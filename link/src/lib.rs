pub mod check;
pub mod config;
pub mod display;
pub mod error;
pub mod lexer;
pub mod memory;
pub mod module;
pub mod parser;
pub mod relocate;
pub mod symbols;
pub mod token;

pub use check::{lint, Warning};
pub use config::{DuplicatePolicy, LinkConfig};
pub use error::Error;
pub use lexer::Lexer;
pub use memory::MemoryMap;
pub use module::{Instruction, Module, ModuleStore, Symbol};
pub use parser::Parser;
pub use relocate::relocate;
pub use symbols::SymbolTable;

use serde::Serialize;

/// A fully linked program.
#[derive(Debug, Clone, PartialEq, Eq, Serialize)]
pub struct Program {
    /// Modules after relocation.
    #[serde(skip)]
    pub modules: ModuleStore,
    pub symbols: SymbolTable,
    pub memory: MemoryMap,
    #[serde(skip)]
    pub warnings: Vec<Warning>,
}

impl Program {
    pub fn to_json(&self) -> Result<String, Error> {
        Ok(serde_json::to_string_pretty(self)?)
    }
}

/// Run both passes over `code`. Either the whole program links or nothing does.
pub fn link(code: &str, config: &LinkConfig) -> Result<Program, Error> {
    let mut modules = ModuleStore::parse(code)?;
    let symbols = SymbolTable::build(&modules, config.duplicates)?;
    let warnings = if config.warnings {
        lint(&modules, &symbols)
    } else {
        Vec::new()
    };
    relocate(&mut modules, &symbols)?;
    let memory = MemoryMap::assemble(&modules)?;
    Ok(Program {
        modules,
        symbols,
        memory,
        warnings,
    })
}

---------------

» **Your task**
An exact, complete copy of the lines above from the one with "pub mod token;" through the one with "pub fn link(code: &str, config: &LinkConfig)" is the whole answer.

» **Response below**
pub mod token;

pub use check::{lint, Warning};
pub use config::{DuplicatePolicy, LinkConfig};
pub use error::Error;
pub use lexer::Lexer;
pub use memory::MemoryMap;
pub use module::{Instruction, Module, ModuleStore, Symbol};
pub use parser::Parser;
pub use relocate::relocate;
pub use symbols::SymbolTable;

use serde::Serialize;

/// A fully linked program.
#[derive(Debug, Clone, PartialEq, Eq, Serialize)]
pub struct Program {
    /// Modules after relocation.
    #[serde(skip)]
    pub modules: ModuleStore,
    pub symbols: SymbolTable,
    pub memory: MemoryMap,
    #[serde(skip)]
    pub warnings: Vec<Warning>,
}

impl Program {
    pub fn to_json(&self) -> Result<String, Error> {
        Ok(serde_json::to_string_pretty(self)?)
    }
}

/// Run both passes over `code`. Either the whole program links or nothing does.
pub fn link(code: &str, config: &LinkConfig) -> Result<Program, Error> {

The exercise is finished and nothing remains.